We propose to rely on commuting. For a municipality hosting the sporting or cultural event, the local agents are those who reside and work in the municipality and those who work in the municipality without residing there (under certain conditions). We use professional mobility flows (commuting), from two algorithms that we develop for this work, to identify the "local economic basins", that is the relevant geographical perimeters on which it will be possible to conduct the impact studies.
Mr. Bruno Pimenta
Other Academic Position
University of São Paulo
A Bad Year? Climate Variability and the Wine Industry in Chile
Author(s) - Presenters are indicated with (p)
Eduardo Haddad, Patricio Aroca, Pilar Jano, Ademir Rocha, Bruno Pimenta (p)
Abstract
It is a well-known fact that viticulture is inextricably related to climatic conditions. Climate is a factor that influences both the suitability of a region to ripen a specific variety of grapes and the resulting wine style. While longer term changes in climate have the potential to shifting patterns of agricultural land use in wine grape-producing regions, also affecting wine quality, short-term climate conditions may affect crop yields and vintage quality and, as a consequence, wine prices and vineyards’ earnings. In this paper, we use an absorption matrix published by the Chilean Central Bank as the basis to calibrate a CGE model, together with a set of elasticities borrowed from the econometric literature applied for Chile. This database represents the economy under study and allows capturing economy-wide effects through an intricate plot of input-output relations. The Chilean version of the ORANI-G model identifies 111 sectors and 179 goods and services, one service used as margin (trade services), indirect, value added and production taxes, and five user groups (producers, investors, household, foreign sector and government). The wine sector is fully integrated in the model. We calibrate the shocks using information for the 2015-2016 harvest, which is considered to be associated with a bad year for the wine industry in Chile, since premature rains occurred in important wine regions, such as Colchagua, Maipo and Casablanca, reducing the area harvested, and also leading to wines with less concentrated flavors, particularly for reds. We model the climate shock as a technical change in the grape-producing sector (quantity effect). Moreover, we model quality effects as a shift in the foreign demand curve for Chilean wine. Given the specific economic environment in the model and the proposed simulation, it is possible to note the reduction of Chilean real GDP by about 0.067%. By decomposing this result, we verify that the quality effect has a slightly greater weight compared to the quantity effect.
Dr. Dani Broitman
Associate Professor
Technion Israel Inst of Technology
Decision-makers’ characteristics matter: An operational model for environmental-economic conflict resolution
Author(s) - Presenters are indicated with (p)

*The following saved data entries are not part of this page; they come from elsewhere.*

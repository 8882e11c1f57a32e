#![allow(clippy::float_cmp)]

use super::*;

fn letter(title: &str) -> ObjectKind {
    ObjectKind::Letter(Decal {
        variant_id: Some(format!("v-{title}")),
        product_id: format!("p-{title}"),
        product_title: title.to_owned(),
        variant_title: "Gold".into(),
        image: Some(format!("https://cdn.test/{title}.png")),
        color: Some("Gold".into()),
    })
}

fn embroidery(text: &str) -> ObjectKind {
    ObjectKind::Embroidery(EmbroideryStyle { text: text.to_owned(), ..EmbroideryStyle::default() })
}

fn vinyl() -> ObjectKind {
    ObjectKind::Vinyl(VinylArt { image: "data:image/png;base64,AAAA".into(), filename: Some("art.png".into()) })
}

fn at(x: f64, y: f64) -> Point {
    Point::new(x, y)
}

// =============================================================
// ObjectId
// =============================================================

#[test]
fn singleton_ids_display_fixed_strings() {
    assert_eq!(ObjectId::Embroidery.to_string(), "embroidery-main");
    assert_eq!(ObjectId::Vinyl.to_string(), "vinyl-main");
}

#[test]
fn object_id_parse_accepts_fixed_and_uuid() {
    assert_eq!("embroidery-main".parse::<ObjectId>().unwrap(), ObjectId::Embroidery);
    assert_eq!("vinyl-main".parse::<ObjectId>().unwrap(), ObjectId::Vinyl);
    let item = ObjectId::new_item();
    assert_eq!(item.to_string().parse::<ObjectId>().unwrap(), item);
}

#[test]
fn object_id_parse_rejects_garbage() {
    let err = "letter-7".parse::<ObjectId>().unwrap_err();
    assert_eq!(err.to_string(), "invalid object id: letter-7");
}

#[test]
fn new_item_ids_are_unique() {
    assert_ne!(ObjectId::new_item(), ObjectId::new_item());
}

// =============================================================
// ObjectKind / CanvasObject
// =============================================================

#[test]
fn kind_reports_type_and_decal() {
    assert_eq!(letter("A").object_type(), ObjectType::Letter);
    assert!(letter("A").as_decal().is_some());
    assert!(embroidery("Hi").as_decal().is_none());
    assert!(ObjectType::Patch.is_decal());
    assert!(!ObjectType::Vinyl.is_decal());
}

#[test]
fn kind_decal_constructor_picks_variant() {
    let d = Decal::default();
    assert_eq!(ObjectKind::decal(DecalKind::Letter, d.clone()).object_type(), ObjectType::Letter);
    assert_eq!(ObjectKind::decal(DecalKind::Patch, d).object_type(), ObjectType::Patch);
}

#[test]
fn image_src_per_kind() {
    assert_eq!(letter("B").image_src(), Some("https://cdn.test/B.png"));
    assert_eq!(vinyl().image_src(), Some("data:image/png;base64,AAAA"));
    assert_eq!(embroidery("x").image_src(), None);
}

#[test]
fn new_object_has_identity_transform() {
    let obj = CanvasObject::new(letter("A"), at(10.0, 20.0), Some(15.0));
    assert!(matches!(obj.id, ObjectId::Item(_)));
    assert_eq!(obj.center(), at(10.0, 20.0));
    assert_eq!(obj.rotation, 0.0);
    assert_eq!((obj.scale_x, obj.scale_y), (1.0, 1.0));
    assert_eq!(obj.price, Some(15.0));
    assert_eq!(obj.scaled_size(), None);
}

#[test]
fn new_singleton_objects_use_fixed_ids() {
    assert_eq!(CanvasObject::new(embroidery("Hi"), at(0.0, 0.0), None).id, ObjectId::Embroidery);
    assert_eq!(CanvasObject::new(vinyl(), at(0.0, 0.0), None).id, ObjectId::Vinyl);
}

#[test]
fn scaled_size_uses_absolute_scale() {
    let mut obj = CanvasObject::new(letter("A"), at(0.0, 0.0), None);
    obj.natural = Some(Size::new(200.0, 100.0));
    obj.scale_x = -0.5;
    obj.scale_y = 0.25;
    assert_eq!(obj.scaled_size(), Some(Size::new(100.0, 25.0)));
}

#[test]
fn object_json_is_flat_with_type_tag() {
    let obj = CanvasObject::new(embroidery("Hi"), at(1.0, 2.0), Some(80.0));
    let json = serde_json::to_value(&obj).unwrap();
    assert_eq!(json["id"], "embroidery-main");
    assert_eq!(json["type"], "embroidery");
    assert_eq!(json["text"], "Hi");
    assert_eq!(json["fontFamily"], "Lucida");
    assert_eq!(json["scaleX"], 1.0);
    let back: CanvasObject = serde_json::from_value(json).unwrap();
    assert_eq!(back, obj);
}

#[test]
fn object_json_omits_missing_price() {
    let obj = CanvasObject::new(vinyl(), at(0.0, 0.0), None);
    let json = serde_json::to_value(&obj).unwrap();
    assert!(json.get("price").is_none());
}

#[test]
fn embroidery_char_count_counts_chars() {
    let style = EmbroideryStyle { text: "Zoë".into(), ..EmbroideryStyle::default() };
    assert_eq!(style.char_count(), 3);
    assert_eq!(EmbroideryStyle::default().color, "Black");
}

// =============================================================
// ObjectPatch
// =============================================================

#[test]
fn patch_position_sets_only_xy() {
    let p = ObjectPatch::position(at(3.0, 4.0));
    assert_eq!(p.x, Some(3.0));
    assert_eq!(p.y, Some(4.0));
    assert_eq!(p.rotation, None);
    assert!(!p.is_empty());
    assert!(ObjectPatch::default().is_empty());
}

#[test]
fn patch_serde_skips_absent_fields() {
    let json = serde_json::to_string(&ObjectPatch { rotation: Some(45.0), ..Default::default() }).unwrap();
    assert_eq!(json, r#"{"rotation":45.0}"#);
}

// =============================================================
// ObjectStore
// =============================================================

#[test]
fn store_starts_empty() {
    let store = ObjectStore::new();
    assert!(store.is_empty());
    assert_eq!(store.len(), 0);
}

#[test]
fn insert_preserves_order() {
    let mut store = ObjectStore::new();
    let a = store.insert(CanvasObject::new(letter("A"), at(0.0, 0.0), None));
    let e = store.insert(CanvasObject::new(embroidery("x"), at(0.0, 0.0), None));
    let b = store.insert(CanvasObject::new(letter("B"), at(0.0, 0.0), None));
    let ids: Vec<ObjectId> = store.objects().iter().map(|o| o.id).collect();
    assert_eq!(ids, vec![a, e, b]);
}

#[test]
fn second_embroidery_replaces_first_in_place() {
    let mut store = ObjectStore::new();
    store.insert(CanvasObject::new(letter("A"), at(0.0, 0.0), None));
    store.insert(CanvasObject::new(embroidery("one"), at(1.0, 1.0), None));
    store.insert(CanvasObject::new(letter("B"), at(0.0, 0.0), None));
    store.insert(CanvasObject::new(embroidery("two"), at(2.0, 2.0), None));

    assert_eq!(store.len(), 3);
    assert_eq!(store.count_of(ObjectType::Embroidery), 1);
    assert_eq!(store.objects()[1].id, ObjectId::Embroidery);
    let ObjectKind::Embroidery(style) = &store.objects()[1].kind else {
        panic!("expected embroidery");
    };
    assert_eq!(style.text, "two");
}

#[test]
fn singleton_payload_is_forced_onto_fixed_id() {
    let mut store = ObjectStore::new();
    let mut obj = CanvasObject::new(vinyl(), at(0.0, 0.0), None);
    obj.id = ObjectId::new_item();
    assert_eq!(store.insert(obj), ObjectId::Vinyl);
    assert!(store.contains(&ObjectId::Vinyl));
}

#[test]
fn decal_cannot_claim_singleton_id() {
    let mut store = ObjectStore::new();
    store.insert(CanvasObject::new(embroidery("keep"), at(0.0, 0.0), None));
    let mut obj = CanvasObject::new(letter("A"), at(0.0, 0.0), None);
    obj.id = ObjectId::Embroidery;
    let id = store.insert(obj);
    assert!(matches!(id, ObjectId::Item(_)));
    assert_eq!(store.len(), 2);
    assert_eq!(store.get(&ObjectId::Embroidery).unwrap().object_type(), ObjectType::Embroidery);
}

#[test]
fn remove_returns_object() {
    let mut store = ObjectStore::new();
    let id = store.insert(CanvasObject::new(letter("A"), at(0.0, 0.0), None));
    assert!(store.remove(&id).is_some());
    assert!(store.remove(&id).is_none());
    assert!(store.is_empty());
}

#[test]
fn apply_patch_updates_present_fields_only() {
    let mut store = ObjectStore::new();
    let id = store.insert(CanvasObject::new(letter("A"), at(10.0, 10.0), Some(15.0)));
    let patch = ObjectPatch { x: Some(99.0), scale_y: Some(2.0), ..Default::default() };
    assert!(store.apply_patch(&id, &patch));
    let obj = store.get(&id).unwrap();
    assert_eq!(obj.x, 99.0);
    assert_eq!(obj.y, 10.0);
    assert_eq!(obj.scale_x, 1.0);
    assert_eq!(obj.scale_y, 2.0);
    assert_eq!(obj.price, Some(15.0));
}

#[test]
fn apply_patch_missing_object_is_false() {
    let mut store = ObjectStore::new();
    assert!(!store.apply_patch(&ObjectId::Vinyl, &ObjectPatch::position(at(1.0, 1.0))));
}

#[test]
fn replace_all_reapplies_id_rules() {
    let mut store = ObjectStore::new();
    store.insert(CanvasObject::new(letter("old"), at(0.0, 0.0), None));
    store.replace_all(vec![
        CanvasObject::new(embroidery("a"), at(0.0, 0.0), None),
        CanvasObject::new(embroidery("b"), at(0.0, 0.0), None),
        CanvasObject::new(letter("C"), at(0.0, 0.0), None),
    ]);
    assert_eq!(store.len(), 2);
    assert_eq!(store.count_of(ObjectType::Letter), 1);
    assert_eq!(store.count_of(ObjectType::Embroidery), 1);
}

#[test]
fn count_of_and_clear() {
    let mut store = ObjectStore::new();
    store.insert(CanvasObject::new(letter("A"), at(0.0, 0.0), None));
    store.insert(CanvasObject::new(vinyl(), at(0.0, 0.0), None));
    store.insert(CanvasObject::new(ObjectKind::Patch(Decal::default()), at(0.0, 0.0), None));
    assert_eq!(store.count_of(ObjectType::Patch), 1);
    assert_eq!(store.count_of(ObjectType::Embroidery), 0);
    store.clear();
    assert!(store.is_empty());
}

#[test]
fn embroidery_apply_merges_present_fields() {
    let mut style = EmbroideryStyle::default();
    style.apply(&EmbroideryPatch { text: Some("Maya".into()), ..EmbroideryPatch::default() });
    style.apply(&EmbroideryPatch { color: Some("Gold".into()), ..EmbroideryPatch::default() });
    assert_eq!(style.text, "Maya");
    assert_eq!(style.font_family, "Lucida");
    assert_eq!(style.color, "Gold");
}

Dani Broitman (p), Mashor Housh , Naama Shapira
Abstract
The characteristics of decision-makers are generally not included in models of environmental-economic conflicts. These models can be classified in two classes according to their goal: Multi Objective models include several conflicting objective functions that should be optimized simultaneously, and Game Theory models that result in a single solution analyzing the interactions among the players. Despite their applicability and usefulness these models have several limitations. The most severe is that, generally, the decision-maker is absent from both classes of models. We suggest an operational model for environmental-economic conflict resolution from the point of view of the decision-makers which addresses these concerns. The first step is building the Pareto frontier. Then the focus moves to the decision-maker characteristics: The appropriate game theoretic tool used to solve the conflict is chosen according to those characteristics. The result of this tailor-made game is a single Pareto optimal response which reflects both the decision-maker characteristics, the real-word relations of power between her and the players and among the players themselves. Introducing explicitly the decision-maker preferences in the model, results in more efficient solutions, and allow for a clear explanation about why the chosen solution is better than any other one, subject to the initial decision-maker characterization.